Her book, “Stuck in the Sick Role: How Illness Becomes an Identity,” tries to explain why this is happening and gives parents a guide to getting their now-adult kids on the path to being productive again.
“I see a lot of young people who are not seriously ill, not in the way they are afraid they are,” she says.
Instead, she says, “The reason he’s not getting a job is because he’s afraid and doesn’t know how. He’s never gotten a job.”
The world for these young adults has changed. We have emphasized academics. We have limited their unsupervised time. We have not given them life skills.
“We have kids who reach adulthood, and they really have no confidence in themselves; … they have limited skills,” she says.
They go off to college because they are told everyone has to go to college, even if they are not ready. It’s much different than they think it’s going to be. They look depressed, but they’re not incapacitated, Deuter says.
“The problem is that their life plan isn’t working out,” she says.
They are stressed and they are exhausted. They probably aren’t clinically depressed, she says.
Yet, they are given a diagnosis and given medication. The medication they are being given, she says, can’t solve the fact that they need help building skills and regaining their confidence.
There’s a danger in taking medications that you don’t really need, she says, because the risks outweigh the benefits.
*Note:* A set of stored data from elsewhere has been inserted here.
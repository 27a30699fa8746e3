//! Error types for the packaging pipeline.

use std::io;
use std::path::PathBuf;

use crate::layout::ArtifactRole;
use crate::package::Stage;
use crate::platform::PlatformTarget;

/// Errors raised by the individual packaging components.
///
/// Only [`PackError::CompressionToolUnavailable`] is non-fatal; the
/// orchestrator downgrades it to an informational skip.
#[derive(Debug, thiserror::Error)]
pub enum PackError {
    /// The runtime library filename or its module version could not be determined.
    #[error("cannot resolve runtime library under '{}': {reason}", path.display())]
    Resolution { path: PathBuf, reason: String },

    /// A required bundling input is absent.
    #[error("missing {role} '{}'", path.display())]
    MissingArtifact { role: ArtifactRole, path: PathBuf },

    /// Writing the primary archive failed; no partial archive is left behind.
    #[error("failed writing archive '{}': {reason}", path.display())]
    ArchiveWrite { path: PathBuf, reason: String },

    /// The secondary compression tool is not installed.
    #[error("compression tool '{tool}' not found on PATH")]
    CompressionToolUnavailable { tool: String },

    /// Extraction or recompression failed with the tool present.
    #[error("secondary compression of '{}' failed during {step}: {reason}", path.display())]
    Compression {
        path: PathBuf,
        step: &'static str,
        reason: String,
    },

    /// The target architecture has no known redistributable layout.
    #[error("unknown architecture '{arch}' for {os}")]
    UnsupportedArchitecture { os: String, arch: String },

    /// Two artifacts map to the same destination inside the archive.
    #[error("duplicate archive entry '{destination}' ('{}' and '{}')", first.display(), second.display())]
    DuplicateEntry {
        destination: String,
        first: PathBuf,
        second: PathBuf,
    },

    /// Configuration could not be loaded or is invalid.
    #[error("invalid configuration: {message}")]
    Config { message: String },

    /// Another packaging run holds the output directory lock.
    #[error("packages directory is locked by another run: {}", path.display())]
    Locked { path: PathBuf },

    #[error("i/o error on '{}': {source}", path.display())]
    Io {
        path: PathBuf,
        #[source]
        source: io::Error,
    },
}

impl PackError {
    pub(crate) fn io(path: impl Into<PathBuf>, source: io::Error) -> Self {
        Self::Io {
            path: path.into(),
            source,
        }
    }

    pub(crate) fn resolution(path: impl Into<PathBuf>, reason: impl Into<String>) -> Self {
        Self::Resolution {
            path: path.into(),
            reason: reason.into(),
        }
    }

    pub(crate) fn archive_write(path: impl Into<PathBuf>, reason: impl ToString) -> Self {
        Self::ArchiveWrite {
            path: path.into(),
            reason: reason.to_string(),
        }
    }

    pub(crate) fn config(message: impl Into<String>) -> Self {
        Self::Config {
            message: message.into(),
        }
    }

    /// Whether the pipeline may continue past this error.
    pub fn is_fatal(&self) -> bool {
        !matches!(self, Self::CompressionToolUnavailable { .. })
    }
}

/// A fatal failure of a packaging run, tagged with where it happened.
#[derive(Debug, thiserror::Error)]
#[error("packaging for {target} failed at stage {stage}")]
pub struct PipelineFailure {
    pub stage: Stage,
    pub target: PlatformTarget,
    #[source]
    pub error: PackError,
}

pub type Result<T, E = PackError> = std::result::Result<T, E>;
One of those risks is that you begin to believe that depression is your problem. “Now the story you’re telling yourself is that you’re sick, very, very sick, when in fact that the reason why the medication isn’t working is because you’re not sick enough for the medication to work,” she says.
It changes the young adult’s whole identity. Instead of being that successful person they saw themselves in high school, they see themselves as a sick person.
We can prevent this by preparing kids for life better, not just for academics. That means in those high school years, we don’t give their busy academic or extracurricular schedule as the reason why they can’t do the adult things such as being able to feed themselves, do their own laundry, handle a budget, do chores around the house, and maybe have a job.
“If I’m raising a teenager who is going off to college in a couple of years, if he can’t get out of bed on his own and can’t prepare a meal, where’s that going to go in a couple of years?” she asks.
That adult life stuff is all things they can be doing under their parents’ watchful eyes but without parents doing it for them. It’s better to let them fail when they are still high-schoolers living at home, than in college far from home, Deuter says.
For parents who have that kid who has come home and now doesn’t seem to be making any progress getting a job or even getting out of bed, Deuter recommends parents set limits as soon as they get home (or now, if they already are stuck).
- Set a time by which they have to either be re-enrolled in college or have a job.
- If the choice is to have a job, but stay at home, make them pay rent.
- Expect them to have chores around the house.
- Require that they go to sleep when normal people go to sleep and be up during normal waking hours.
- Stop doing everything for them.
Little by little they will have success at a job or having some form of responsibility. They will want to leave the house again, though it might not be back to school. College isn’t for everyone,and it isn’t for everyone at age 18.